FastAgentic provides built-in cluster orchestration for distributing agent workloads across multiple workers.

Overview

  • Workers - Execute tasks with configurable concurrency
  • Worker Pools - Manage groups of workers with auto-scaling
  • Task Queue - Priority queue with retry support
  • Coordinator - Orchestrate distributed workloads

Quick Start

from fastagentic import (
    Coordinator,
    CoordinatorConfig,
    TaskPriority,
)

# Create coordinator
coordinator = Coordinator(
    config=CoordinatorConfig(
        min_workers=2,
        max_workers=10,
        auto_scale=True,
    ),
)

# Register task handlers
@coordinator.handler("process_document")
async def process_document(data: dict) -> dict:
    # Process the document
    return {"processed": True, "pages": data["page_count"]}

@coordinator.handler("generate_summary")
async def generate_summary(data: dict) -> dict:
    # Generate summary
    return {"summary": "..."}

# Start the coordinator
await coordinator.start()

# Submit tasks
result = await coordinator.submit(
    "process_document",
    {"document_id": "doc-123", "page_count": 10},
)

# Or submit async and wait later
task = await coordinator.submit_async(
    "generate_summary",
    {"text": "..."},
    priority=TaskPriority.HIGH,
)
result = await coordinator.wait_for(task.id)

# Stop gracefully
await coordinator.stop()

Workers

Individual task executors:

from fastagentic import Worker, WorkerConfig

# Create worker with config
worker = Worker(
    id="worker-1",
    config=WorkerConfig(
        max_concurrent_tasks=4,
        heartbeat_interval=5.0,
        task_timeout=300.0,
        tags=["gpu", "fast"],
    ),
)

# Register handlers
@worker.handler("compute")
async def compute(data: dict) -> dict:
    return {"result": data["x"] * 2}

# Start worker
await worker.start()

# Execute task directly
result = await worker.execute_task(
    task_id="task-123",
    task_type="compute",
    data={"x": 21},
)

# Stop worker
await worker.stop(graceful=True)

Worker Status

class WorkerStatus(str, Enum):
    IDLE = "idle"          # Ready for tasks
    BUSY = "busy"          # Processing tasks
    DRAINING = "draining"  # Finishing current, no new tasks
    STOPPED = "stopped"    # Not running
    ERROR = "error"        # Error state

Worker Info

info = worker.info
print(f"ID: {info.id}")
print(f"Status: {info.status}")
print(f"Current tasks: {info.current_tasks}")
print(f"Total completed: {info.total_completed}")
print(f"Total failed: {info.total_failed}")
print(f"Uptime: {info.uptime_seconds}s")
print(f"Available: {info.is_available}")

Worker Pools

Manage groups of workers:

from fastagentic import WorkerPool, WorkerConfig

pool = WorkerPool(
    min_workers=2,
    max_workers=10,
    config=WorkerConfig(max_concurrent_tasks=4),
)

# Register handlers for all workers
pool.register_handler("process", process_handler)
pool.register_handler("analyze", analyze_handler)

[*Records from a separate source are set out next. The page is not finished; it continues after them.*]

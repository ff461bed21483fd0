pub mod availability;
pub mod blocks;
pub mod cache;
pub mod directory;
pub mod slots;

pub use availability::{AggregatedBooking, AvailabilityProjector, DayOccupancy, TeeSheetSlot};
pub use blocks::{BlockInfo, BlockRegistry};
pub use cache::InMemoryCache;
pub use directory::{CourseDirectory, ResolvedDay};
pub use slots::{generate_slots, GeneratedSlot, SlotPlan, Spacing};
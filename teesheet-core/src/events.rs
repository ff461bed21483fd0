use async_trait::async_trait;
use uuid::Uuid;

use crate::models::{DomainEvent, StoredEvent};
use crate::BoxError;

/// Append-only audit log.
#[async_trait]
pub trait EventSink: Send + Sync {
    async fn append(&self, event: DomainEvent) -> Result<StoredEvent, BoxError>;

    /// Events of one aggregate in append order.
    async fn events_for_aggregate(
        &self,
        tenant_id: Uuid,
        aggregate_type: &str,
        aggregate_id: Uuid,
    ) -> Result<Vec<StoredEvent>, BoxError>;
}
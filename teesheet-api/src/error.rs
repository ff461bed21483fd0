use axum::{
    http::StatusCode,
    response::{IntoResponse, Response},
    Json,
};
use serde_json::json;
use teesheet_core::CoreError;

#[derive(Debug)]
pub enum AppError {
    Core(CoreError),
    BadRequest(String),
}

impl From<CoreError> for AppError {
    fn from(err: CoreError) -> Self {
        Self::Core(err)
    }
}

impl IntoResponse for AppError {
    fn into_response(self) -> Response {
        let err = match self {
            AppError::BadRequest(msg) => {
                return (StatusCode::BAD_REQUEST, Json(json!({ "error": msg }))).into_response();
            }
            AppError::Core(err) => err,
        };

        let (status, body) = match &err {
            CoreError::NotFound(_) => (StatusCode::NOT_FOUND, json!({ "error": err.to_string() })),
            CoreError::Blocked { reason } => (
                StatusCode::BAD_REQUEST,
                json!({ "error": err.to_string(), "block_reason": reason }),
            ),
            e if e.is_conflict() => (
                StatusCode::CONFLICT,
                json!({ "error": e.to_string(), "remaining_capacity": e.remaining_capacity() }),
            ),
            e if e.is_invalid_request() => (StatusCode::BAD_REQUEST, json!({ "error": e.to_string() })),
            e => {
                tracing::error!("Internal Server Error: {}", e);
                (
                    StatusCode::INTERNAL_SERVER_ERROR,
                    json!({ "error": "Internal Server Error" }),
                )
            }
        };

        (status, Json(body)).into_response()
    }
}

# Start pool (creates min_workers)
await pool.start()

# Submit task to pool
result = await pool.submit("process", {"data": "..."})

# Scale pool
await pool.scale(5)  # Scale to 5 workers

# Get stats
stats = pool.get_stats()
print(f"Workers: {stats['worker_count']}")
print(f"Current tasks: {stats['current_tasks']}")
print(f"Completed: {stats['total_completed']}")

# Stop pool
await pool.stop(graceful=True)

Task Queue

Priority-based task queue with retry support:

from fastagentic import TaskQueue, TaskPriority

queue = TaskQueue(max_queue_size=10000)

# Enqueue tasks with priority
task = await queue.enqueue(
    task_type="analyze",
    data={"document": "..."},
    priority=TaskPriority.HIGH,
    timeout=60.0,
    retries=3,
    metadata={"user_id": "user-123"},
)

# Dequeue for processing
task = await queue.dequeue(worker_id="worker-1", timeout=5.0)

# Complete task
result = await queue.complete(task.id, result={"analysis": "..."})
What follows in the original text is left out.